Personal information
- Full name: Orgest Gava
- Date of birth: 29 March 1990 (age 35)
- Place of birth: Elbasan, Albania
- Position: Midfielder

Team information
- Current team: AF Elbasani
- Number: 10

Youth career
- 0000–2008: KF Elbasani

Senior career*
- Years: Team / Apps / (Gls)
- 2008–2015: KF Elbasani / 147 / (12)
- 2012–2013: → Shkumbini (loan) / 8 / (0)
- 2015–2017: Bylis Ballsh / 58 / (5)
- 2017–2018: Lushnja / 32 / (1)
- 2018–2019: Trepça'89 / 21 / (2)
- 2019: Dukagjini / 14 / (0)
- 2020: Lushnja / 10 / (0)
- 2020–2021: Tomori / 18 / (0)
- 2021–: AF Elbasani / 55 / (16)

International career
- 2009: Albania U20 / 6 / (0)
- 2009–2011: Albania U21 / 11 / (0)

= Orgest Gava =

Albanian footballer

Orgest Gava (born 29 March 1990) is an Albanian professional footballer who plays as a midfielder for AF Elbasani in the Kategoria superiore.

==Club career==
===Lushnja===
In July 2017, Gava joined newly promoted Albanian Superliga side Lushnja by signing a one-year contract.
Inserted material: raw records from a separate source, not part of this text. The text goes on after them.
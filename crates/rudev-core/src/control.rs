//! Control operations and the dynamic property table.
//!
//! Control clients talk to the daemon over a local SEQPACKET socket; the
//! codec lives in `rudev-daemon`. One request may carry several independent
//! operations, handled in order.

use std::collections::BTreeMap;

use serde::{Deserialize, Serialize};

/// One control operation.
#[derive(Debug, Clone, PartialEq, Eq, Serialize, Deserialize)]
#[serde(rename_all = "snake_case")]
pub enum ControlOp {
    /// Change the daemon log level (syslog priorities, 0-7) and restart
    /// workers so they inherit it.
    SetLogLevel(u32),
    /// Pause event dispatch.
    StopExecQueue,
    /// Resume event dispatch.
    StartExecQueue,
    /// Drop the cached rules and restart workers.
    Reload,
    /// `"key=value"` sets a property for future workers, `"key="` marks it
    /// as unset.
    SetEnv(String),
    /// Change the worker cap.
    SetChildrenMax(u32),
    /// No-op; the reply itself tells the client the queue was drained.
    Ping,
    /// Begin graceful shutdown. The connection is held open until the
    /// daemon exits, as the acknowledgment the client blocks on.
    Exit,
}

/// Errors from control-operation handling.
#[derive(Debug, thiserror::Error)]
pub enum ControlError {
    /// Property assignments must contain `=`.
    #[error("invalid key format '{0}'")]
    InvalidKeyFormat(String),
}

/// Result of applying a property assignment.
#[derive(Debug, Clone, PartialEq, Eq)]
pub enum PropertyChange {
    /// The key now carries a value for future workers.
    Set {
        /// Property key.
        key: String,
        /// Property value.
        value: String,
    },
    /// The key is now marked as unset for future workers.
    Unset {
        /// Property key.
        key: String,
    },
}

/// Dynamic property overrides applied to workers at spawn time.
///
/// `Some(value)` sets the variable in the worker environment, `None`
/// removes it there.
#[derive(Debug, Clone, Default)]
pub struct Properties {
    entries: BTreeMap<String, Option<String>>,
}

impl Properties {
    /// Create an empty table.
    #[must_use]
    pub fn new() -> Self {
        Self::default()
    }

    /// Apply a `"key=value"` or `"key="` assignment.
    ///
    /// # Errors
    ///
    /// Returns [`ControlError::InvalidKeyFormat`] when `=` is missing.
    pub fn apply_assignment(&mut self, assignment: &str) -> Result<PropertyChange, ControlError> {
        let Some((key, value)) = assignment.split_once('=') else {
            return Err(ControlError::InvalidKeyFormat(assignment.to_string()));
        };
        if value.is_empty() {
            self.entries.insert(key.to_string(), None);
            Ok(PropertyChange::Unset {
                key: key.to_string(),
            })
        } else {
            self.entries
                .insert(key.to_string(), Some(value.to_string()));
            Ok(PropertyChange::Set {
                key: key.to_string(),
                value: value.to_string(),
            })
        }
    }

    /// Look up a property override.
    #[must_use]
    pub fn get(&self, key: &str) -> Option<&Option<String>> {
        self.entries.get(key)
    }

    /// Iterate over all overrides.
    pub fn iter(&self) -> impl Iterator<Item = (&str, Option<&str>)> {
        self.entries
            .iter()
            .map(|(k, v)| (k.as_str(), v.as_deref()))
    }

    /// Number of overrides.
    #[must_use]
    pub fn len(&self) -> usize {
        self.entries.len()
    }

    /// Returns `true` if no overrides are present.
    #[must_use]
    pub fn is_empty(&self) -> bool {
        self.entries.is_empty()
    }
}

#[cfg(test)]
mod tests {
    use super::*;

    #[test]
    fn test_set_then_unset() {
        let mut props = Properties::new();

        let change = props.apply_assignment("FOO=bar").unwrap();
        assert_eq!(
            change,
            PropertyChange::Set {
                key: "FOO".to_string(),
                value: "bar".to_string()
            }
        );
        assert_eq!(props.get("FOO"), Some(&Some("bar".to_string())));

        let change = props.apply_assignment("FOO=").unwrap();
        assert_eq!(
            change,
            PropertyChange::Unset {
                key: "FOO".to_string()
            }
        );
        assert_eq!(props.get("FOO"), Some(&None));
        assert_eq!(props.len(), 1);
    }

    #[test]
    fn test_missing_equals_is_rejected() {
        let mut props = Properties::new();
        assert!(matches!(
            props.apply_assignment("FOO"),
            Err(ControlError::InvalidKeyFormat(_))
        ));
        assert!(props.is_empty());
    }

    #[test]
    fn test_control_op_round_trips_through_json() {
        let ops = vec![
            ControlOp::SetLogLevel(7),
            ControlOp::SetEnv("FOO=bar".to_string()),
            ControlOp::SetChildrenMax(4),
            ControlOp::Exit,
        ];
        let json = serde_json::to_string(&ops).unwrap();
        let back: Vec<ControlOp> = serde_json::from_str(&json).unwrap();
        assert_eq!(back, ops);
    }
}
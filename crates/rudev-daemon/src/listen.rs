//! Socket takeover from the supervisor.
//!
//! Under socket activation the supervisor hands the daemon its listening
//! sockets as inherited file descriptors, announced through `LISTEN_PID`
//! and `LISTEN_FDS`. Exactly two kinds are understood here: the SEQPACKET
//! control socket and the netlink uevent socket. Anything else is an
//! error, as is receiving the same kind twice.

use std::io;
use std::os::fd::{FromRawFd, OwnedFd, RawFd};

use nix::sys::socket::{
    getsockname, getsockopt, sockopt, AddressFamily, SockType, SockaddrLike, SockaddrStorage,
};
use tracing::debug;

/// First inherited descriptor under the `LISTEN_FDS` protocol.
const LISTEN_FDS_START: RawFd = 3;

/// Sockets taken over from the supervisor.
#[derive(Debug, Default)]
pub struct ListenFds {
    /// The control socket, if one was passed.
    pub ctrl: Option<OwnedFd>,
    /// The uevent netlink socket, if one was passed.
    pub uevent: Option<OwnedFd>,
}

/// Collect sockets passed by the supervisor, if any.
///
/// # Errors
///
/// Fails on unexpected socket kinds or duplicates.
pub fn take_listen_fds() -> io::Result<ListenFds> {
    let mut fds = ListenFds::default();

    let Some(count) = announced_fd_count() else {
        return Ok(fds);
    };

    // Consume the announcement so it is not inherited by workers.
    std::env::remove_var("LISTEN_PID");
    std::env::remove_var("LISTEN_FDS");

    for raw in LISTEN_FDS_START..LISTEN_FDS_START + count {
        // The supervisor transferred ownership of these descriptors to us.
        let fd = unsafe { OwnedFd::from_raw_fd(raw) };
        let addr: SockaddrStorage = getsockname(raw).map_err(io::Error::from)?;

        match addr.family() {
            Some(AddressFamily::Unix) => {
                let kind = getsockopt(&fd, sockopt::SockType).map_err(io::Error::from)?;
                if kind != SockType::SeqPacket || fds.ctrl.is_some() {
                    return Err(io::Error::new(
                        io::ErrorKind::InvalidInput,
                        "unexpected unix socket passed by supervisor",
                    ));
                }
                debug!(fd = raw, "taking over control socket");
                fds.ctrl = Some(fd);
            }
            Some(AddressFamily::Netlink) => {
                if fds.uevent.is_some() {
                    return Err(io::Error::new(
                        io::ErrorKind::InvalidInput,
                        "more than one netlink socket passed by supervisor",
                    ));
                }
                debug!(fd = raw, "taking over uevent socket");
                fds.uevent = Some(fd);
            }
            _ => {
                return Err(io::Error::new(
                    io::ErrorKind::InvalidInput,
                    "unsupported socket family passed by supervisor",
                ));
            }
        }
    }

    Ok(fds)
}

fn announced_fd_count() -> Option<RawFd> {
    let pid: u32 = std::env::var("LISTEN_PID").ok()?.parse().ok()?;
    if pid != std::process::id() {
        return None;
    }
    let count: RawFd = std::env::var("LISTEN_FDS").ok()?.parse().ok()?;
    (count > 0).then_some(count)
}
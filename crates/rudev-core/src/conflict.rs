//! Conflict detection between pending device events.
//!
//! Two events may run concurrently only if their target devices do not
//! interact. An event is blocked while an earlier event exists for the same
//! device node, the same network interface, the same device path, an
//! ancestor or descendant path, or the path the event was renamed from.
//!
//! Scans are memoized through [`Event::delaying_seqnum`]: once a path-based
//! blocker is found, later scans skip straight past everything older.
//! Identity blockers (device numbers, ifindex) deliberately do **not**
//! update the memo: a device can change its devnum, and an ifindex can
//! reappear at a different path, so those matches are only valid for the
//! scan that found them.

use crate::queue::Event;

/// Check whether `event` is blocked by any of its `predecessors`.
///
/// `predecessors` must be the queue slice strictly before the event, in
/// arrival (seqnum) order. Updates the event's memo on path-based blockers.
pub fn event_is_blocked(predecessors: &[Event], event: &mut Event) -> bool {
    for earlier in predecessors {
        // An even earlier scan already cleared everything below the memo.
        if earlier.seqnum < event.delaying_seqnum {
            continue;
        }

        // The memoized blocker still exists.
        if earlier.seqnum == event.delaying_seqnum {
            return true;
        }

        // Reached ourselves; nothing later can block us.
        if earlier.seqnum >= event.seqnum {
            break;
        }

        // Same device node. Not memoizable: names and numbers may swap.
        if event.devnum.major != 0
            && event.devnum == earlier.devnum
            && event.is_block == earlier.is_block
        {
            return true;
        }

        // Same network interface. Not memoizable either.
        if event.ifindex > 0 && event.ifindex == earlier.ifindex {
            return true;
        }

        // The path we were renamed from is still being processed.
        if let Some(devpath_old) = &event.devpath_old {
            if earlier.devpath == *devpath_old {
                event.delaying_seqnum = earlier.seqnum;
                return true;
            }
        }

        let common = earlier.devpath.len().min(event.devpath.len());
        if earlier.devpath.as_bytes()[..common] != event.devpath.as_bytes()[..common] {
            continue;
        }

        if earlier.devpath.len() == event.devpath.len() {
            // Identical path. If either event carries a node or an ifindex
            // the identity checks above already cover it, and device names
            // might have swapped in the meantime.
            if event.devnum.major != 0 || event.ifindex > 0 {
                continue;
            }
            event.delaying_seqnum = earlier.seqnum;
            return true;
        }

        // Earlier event on an ancestor of our device.
        if event.devpath.as_bytes().get(common) == Some(&b'/') {
            event.delaying_seqnum = earlier.seqnum;
            return true;
        }

        // Earlier event on a descendant of our device.
        if earlier.devpath.as_bytes().get(common) == Some(&b'/') {
            event.delaying_seqnum = earlier.seqnum;
            return true;
        }
    }

    false
}


#[cfg(test)]
mod prop_tests {
    use proptest::prelude::*;

    use super::*;
    use crate::device::DeviceRecord;
    use crate::queue::{Event, EventQueue};

    /// Reference scan without the `delaying_seqnum` fast path.
    fn blocked_reference(predecessors: &[Event], event: &Event) -> bool {
        for earlier in predecessors {
            if earlier.seqnum >= event.seqnum {
                break;
            }
            if event.devnum.major != 0
                && event.devnum == earlier.devnum
                && event.is_block == earlier.is_block
            {
                return true;
            }
            if event.ifindex > 0 && event.ifindex == earlier.ifindex {
                return true;
            }
            if let Some(devpath_old) = &event.devpath_old {
                if earlier.devpath == *devpath_old {
                    return true;
                }
            }
            let common = earlier.devpath.len().min(event.devpath.len());
            if earlier.devpath.as_bytes()[..common] != event.devpath.as_bytes()[..common] {
                continue;
            }
            if earlier.devpath.len() == event.devpath.len() {
                if event.devnum.major != 0 || event.ifindex > 0 {
                    continue;
                }
                return true;
            }
            if event.devpath.as_bytes().get(common) == Some(&b'/')
                || earlier.devpath.as_bytes().get(common) == Some(&b'/')
            {
                return true;
            }
        }
        false
    }

    fn arb_queue() -> impl Strategy<Value = Vec<DeviceRecord>> {
        // A small universe of paths and identities so collisions are common.
        let path = prop_oneof![
            Just("/devices/a"),
            Just("/devices/a/b"),
            Just("/devices/a/b/c"),
            Just("/devices/x"),
            Just("/devices/xy"),
            Just("/devices/net/eth0"),
        ];
        proptest::collection::vec((path, 0u32..3, 0u32..3, proptest::bool::ANY), 1..12).prop_map(
            |specs| {
                specs
                    .into_iter()
                    .enumerate()
                    .map(|(i, (path, major, ifindex, is_block))| {
                        let mut builder = DeviceRecord::builder()
                            .seqnum(i as u64 + 1)
                            .devpath(path)
                            .subsystem(if is_block { "block" } else { "test" })
                            .ifindex(ifindex);
                        if major > 0 {
                            builder = builder.devnum(major + 7, 0);
                        }
                        builder.build()
                    })
                    .collect()
            },
        )
    }

    proptest! {
        #![proptest_config(ProptestConfig::with_cases(512))]

        /// The memoized scan and the from-scratch scan always agree, even
        /// after repeated scans and arbitrary completions mutated the memo.
        #[test]
        fn prop_memoized_scan_matches_reference(
            devices in arb_queue(),
            completions in proptest::collection::vec(0usize..12, 0..8),
        ) {
            let mut queue = EventQueue::new(None);
            for dev in devices {
                queue.enqueue(dev);
            }

            // Interleave removals (acks) with re-scans of every event.
            for completed in completions {
                for index in 0..queue.len() {
                    let expected = {
                        let (before, rest) = queue.split_at_mut(index);
                        blocked_reference(before, &rest[0])
                    };
                    let got = {
                        let (before, rest) = queue.split_at_mut(index);
                        event_is_blocked(before, &mut rest[0])
                    };
                    prop_assert_eq!(got, expected);
                }

                if !queue.is_empty() {
                    let seqnum = queue.event(completed % queue.len()).seqnum;
                    queue.remove(seqnum);
                }
            }
        }
    }
}
//! # Receipt Number Conventions
//!
//! Parsing for the reversal receipt-number format:
//!
//! ```text
//! REV-<originalSaleId>-<epochMillis>-<random 0..999>
//! ```
//!
//! Historically the receipt number was the ONLY link from a reversal to
//! its original sale. The schema now carries an explicit
//! `reverses_sale_id` reference, but legacy rows still encode the link
//! this way, so the parser must keep accepting the convention, and
//! whatever the database layer generates must round-trip through it.
//!
//! Sale ids are UUIDs and contain hyphens, so the id cannot be recovered
//! by splitting from the left; the two trailing numeric segments are
//! peeled off the right instead.

/// Marker prefix on every reversal receipt number.
pub const REVERSAL_PREFIX: &str = "REV-";

/// Extracts the original sale id from a reversal receipt number.
///
/// Returns `None` for anything that does not match the convention,
/// including ordinary receipt numbers.
///
/// ## Example
/// ```rust
/// use meridian_core::receipt::parse_reversal_receipt;
///
/// let receipt = "REV-550e8400-e29b-41d4-a716-446655440000-1738310400000-7";
/// assert_eq!(
///     parse_reversal_receipt(receipt),
///     Some("550e8400-e29b-41d4-a716-446655440000")
/// );
/// assert_eq!(parse_reversal_receipt("20260131-01-0001"), None);
/// ```
pub fn parse_reversal_receipt(receipt_number: &str) -> Option<&str> {
    let rest = receipt_number.strip_prefix(REVERSAL_PREFIX)?;

    // rest = "<id>-<millis>-<random>"; the id itself may contain hyphens
    let (rest, random) = rest.rsplit_once('-')?;
    let (id, millis) = rest.rsplit_once('-')?;

    if id.is_empty() {
        return None;
    }
    if millis.is_empty() || !millis.bytes().all(|b| b.is_ascii_digit()) {
        return None;
    }
    if random.is_empty() || !random.bytes().all(|b| b.is_ascii_digit()) {
        return None;
    }

    Some(id)
}

/// Whether a receipt number marks a reversal sale.
#[inline]
pub fn is_reversal_receipt(receipt_number: &str) -> bool {
    parse_reversal_receipt(receipt_number).is_some()
}

// =============================================================================
// Unit Tests
// =============================================================================

#[cfg(test)]
mod tests {
    use super::*;

    #[test]
    fn test_parse_uuid_sale_id() {
        let receipt = "REV-550e8400-e29b-41d4-a716-446655440000-1738310400000-999";
        assert_eq!(
            parse_reversal_receipt(receipt),
            Some("550e8400-e29b-41d4-a716-446655440000")
        );
    }

    #[test]
    fn test_parse_simple_sale_id() {
        assert_eq!(parse_reversal_receipt("REV-abc123-1700000000000-0"), Some("abc123"));
    }

    #[test]
    fn test_rejects_ordinary_receipts() {
        assert_eq!(parse_reversal_receipt("20260131-01-0001"), None);
        assert_eq!(parse_reversal_receipt(""), None);
        assert_eq!(parse_reversal_receipt("REVERSED-abc-1-2"), None);
    }

    #[test]
    fn test_rejects_malformed_suffixes() {
        // Too few segments after the prefix
        assert_eq!(parse_reversal_receipt("REV-abc123"), None);
        assert_eq!(parse_reversal_receipt("REV-abc123-170000"), None);
        // Non-numeric trailing segments
        assert_eq!(parse_reversal_receipt("REV-abc-notmillis-7"), None);
        assert_eq!(parse_reversal_receipt("REV-abc-1700000000000-xyz"), None);
        // Empty id
        assert_eq!(parse_reversal_receipt("REV--1700000000000-7"), None);
    }

    #[test]
    fn test_is_reversal_receipt() {
        assert!(is_reversal_receipt("REV-abc-1700000000000-7"));
        assert!(!is_reversal_receipt("240131-142530-0042"));
    }
}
In an interview, Gava said that he was happy to be part of Lushnja. He made his competitive debut for the team on 10 September in the opening matchday of championship against. One week later, Gava scored his maiden goal, the opener with a shot just inside the box, but Lushnja was defeated 3–1 by Flamurtari Vlorë. With Lushnja already relegated, in May 2018 Gava stated that he'll leave the club once his contract expire.